En Angleterre comme en France, on pouvait, au début du XIXème siècle, assister à des conférences publiques, souvent gratuites, pour tout le monde, qui étaient données par des gens au sommet de la hiérarchie scientifique, comme Huxley en Angleterre, ou bien comme Arago, Flammarion, etc., pour la France.
Cela existe encore me direz vous, de nos jours, mais à moindre échelle, et avec des conférences pour le grand public qui souvent tiennent plus du show que de la didactique des sciences.
Comme le disait Bossuet, dans une expression qui fait toujours mon délice : « …Dieu se rit des hommes qui déplorent les effets dont ils chérissent les causes… », et c’est ainsi que l’on voit, de nos jours, des cohortes de scientifiques se plaindre du désintérêt du public pour la Science, et même de la baisse constante du nombre des étudiants entrant en filières scientifiques.
Sans oublier leur déploration que de plus en plus de gens adhèrent à des pseudo-sciences et autres irrationalités.
Alors que ce sont bien eux qui ont créé ce mouvement en prenant leurs distances par rapport aux gens du commun (et ce terme n’est pas péjoratif, de ma part).
La Science, désormais, il faut également le reconnaître, pour pouvoir s’y intéresser sérieusement (et donc, au delà d’une simple curiosité passagère), cela demande un bagage intellectuel et technique bien plus élevé qu’en ces temps passés, et le phénomène est en augmentation constante, provoquant, inéluctablement, une diminution du nombre des impétrants.

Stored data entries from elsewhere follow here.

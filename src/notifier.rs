use std::sync::Arc;

use thiserror::Error;
use tracing::{info, warn};

use crate::bus::{connect_transport, ConnectionError, Transport};
use crate::capture::{CaptureHook, InvocationError, Row, RowEvent};
use crate::config::{ConfigError, NotifyConfig};
use crate::publisher::{Publisher, TopicRouter};
use crate::transaction::{FlushReport, LifecycleCoordinator, TransactionContext, TransactionEvent};

/// Errors that stop the notifier from loading.
#[derive(Debug, Error)]
pub enum InitError {
    #[error(transparent)]
    Config(#[from] ConfigError),

    #[error(transparent)]
    Connection(#[from] ConnectionError),
}

/// Process-level wiring of capture hook, coordinator and publisher.
///
/// Create one at host initialization, hand out a [`TransactionContext`] per
/// transaction with [`Notifier::begin`], feed row events to
/// [`Notifier::capture`] and lifecycle events to [`Notifier::handle`], and
/// call [`Notifier::shutdown`] when the host unloads.
///
/// ## Example
///
/// ```
/// use txn_notify::bus::InMemoryBus;
/// use txn_notify::{NotifyConfig, Notifier, Row, RowEvent, TransactionEvent};
///
/// let bus = InMemoryBus::new();
/// let notifier = Notifier::with_transport(NotifyConfig::default(), Box::new(bus.clone())).unwrap();
///
/// let mut txn = notifier.begin();
/// notifier
///     .capture(&mut txn, RowEvent::insert("orders", Row::new().with("value", "A1")))
///     .unwrap();
/// assert!(bus.is_empty());
///
/// notifier.handle(TransactionEvent::Commit, &mut txn);
/// assert_eq!(bus.payloads(), vec![r#"{"table":"orders","data":"A1"}"#]);
/// ```
pub struct Notifier {
    config: NotifyConfig,
    capture: CaptureHook,
    coordinator: LifecycleCoordinator,
}

impl Notifier {
    /// Validate `config` and connect to the configured broker.
    ///
    /// A configured but unreachable broker fails initialization. Without a
    /// broker url the notifier still captures and buffers, but every commit
    /// flush reports its records as failed.
    pub fn init(config: NotifyConfig) -> Result<Self, InitError> {
        config.validate()?;
        let transport = connect_transport(&config.broker)?;
        if transport.is_none() {
            warn!("no broker url configured, notifications will not be published");
        }
        Ok(Self::build(config, transport))
    }

    /// Initialize with an already connected transport.
    pub fn with_transport(
        config: NotifyConfig,
        transport: Box<dyn Transport>,
    ) -> Result<Self, InitError> {
        config.validate()?;
        Ok(Self::build(config, Some(transport)))
    }

    fn build(config: NotifyConfig, transport: Option<Box<dyn Transport>>) -> Self {
        let publisher = Publisher::from_transport(transport, TopicRouter::from_config(&config));
        let coordinator = LifecycleCoordinator::new(Arc::new(publisher));
        let capture = CaptureHook::from_config(&config);

        info!(
            topic = %config.topic,
            encoding = %config.encoding,
            publishing = coordinator.publisher().is_connected(),
            "notifier initialized"
        );

        Self {
            config,
            capture,
            coordinator,
        }
    }

    pub fn config(&self) -> &NotifyConfig {
        &self.config
    }

    pub fn capture_hook(&self) -> &CaptureHook {
        &self.capture
    }

    pub fn coordinator(&self) -> &LifecycleCoordinator {
        &self.coordinator
    }

    pub fn publisher(&self) -> &Publisher {
        self.coordinator.publisher()
    }

    /// Start tracking a new transaction.
    pub fn begin(&self) -> TransactionContext {
        TransactionContext::new()
    }

    /// Capture hook entry point; see [`CaptureHook::capture`].
    pub fn capture(
        &self,
        ctx: &mut TransactionContext,
        event: RowEvent,
    ) -> Result<Row, InvocationError> {
        self.capture.capture(ctx, event)
    }

    /// Lifecycle entry point; see [`LifecycleCoordinator::handle`].
    pub fn handle(&self, event: TransactionEvent, ctx: &mut TransactionContext) -> FlushReport {
        self.coordinator.handle(event, ctx)
    }

    /// Release the broker connection. Safe to call more than once.
    pub fn shutdown(&self) {
        if let Err(err) = self.publisher().close() {
            warn!(error = %err, "failed to close broker connection");
        }
    }
}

Et d’autant plus que, en même temps, les niveau moyens d’instruction et de culture, des gens, sont en diminutions constantes, avec des étudiants, présents en Université, qui, quelques décennies en arrière, auraient été considérés comme des incultes quand ils n’auraient pas été déclarés être des semi-illettrés.
L’effondrement aussi net de la capacité à la lecture de fond (quand ce n’est pas la lecture pure et simple), celle qui demande de l’attention, de la concentration, du temps, de la réflexion, et une excellente maîtrise de la langue française, alliée à un vocabulaire riche, est également là pour signaler le problème.

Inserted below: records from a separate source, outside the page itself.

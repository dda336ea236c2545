//! Message bus transports.
//!
//! The publisher only sees the [`Transport`] trait: one blocking
//! `publish(topic, payload)` per notification and a `close` at shutdown.
//!
//! ```text
//! ┌────────────────────────────────────────────────┐
//! │ Publisher (process-wide, one connection)      │
//! │  - routes record -> topic                     │
//! │  - serializes access to the transport         │
//! └────────────────────────────────────────────────┘
//!                         │
//!                         ▼
//! ┌─────────────┐  ┌───────────────┐  ┌─────────────────┐
//! │ InMemoryBus │  │ NatsTransport │  │ EmitterTransport│
//! │ (included)  │  │ (nats)        │  │ (emitter)       │
//! └─────────────┘  └───────────────┘  └─────────────────┘
//! ```

#[cfg(feature = "emitter")]
mod emitter;
mod error;
mod in_memory;
#[cfg(feature = "nats")]
mod nats;
mod transport;

#[cfg(feature = "emitter")]
pub use emitter::EmitterTransport;
pub use error::{ConnectionError, PublishError};
pub use in_memory::InMemoryBus;
#[cfg(feature = "nats")]
pub use nats::NatsTransport;
pub use transport::{connect_transport, BusMessage, Transport};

De ce fait, le différentiel entre le grand public et les scientifiques est en augmentation continue, tandis que la communication et la compréhension entre les deux classes se font de plus en plus ténues, et je me demande bien ce qui pourrait inverser cette tendance lourde, avec toutes les problématiques, sinon les dangers, que l’on peut facilement entrevoir.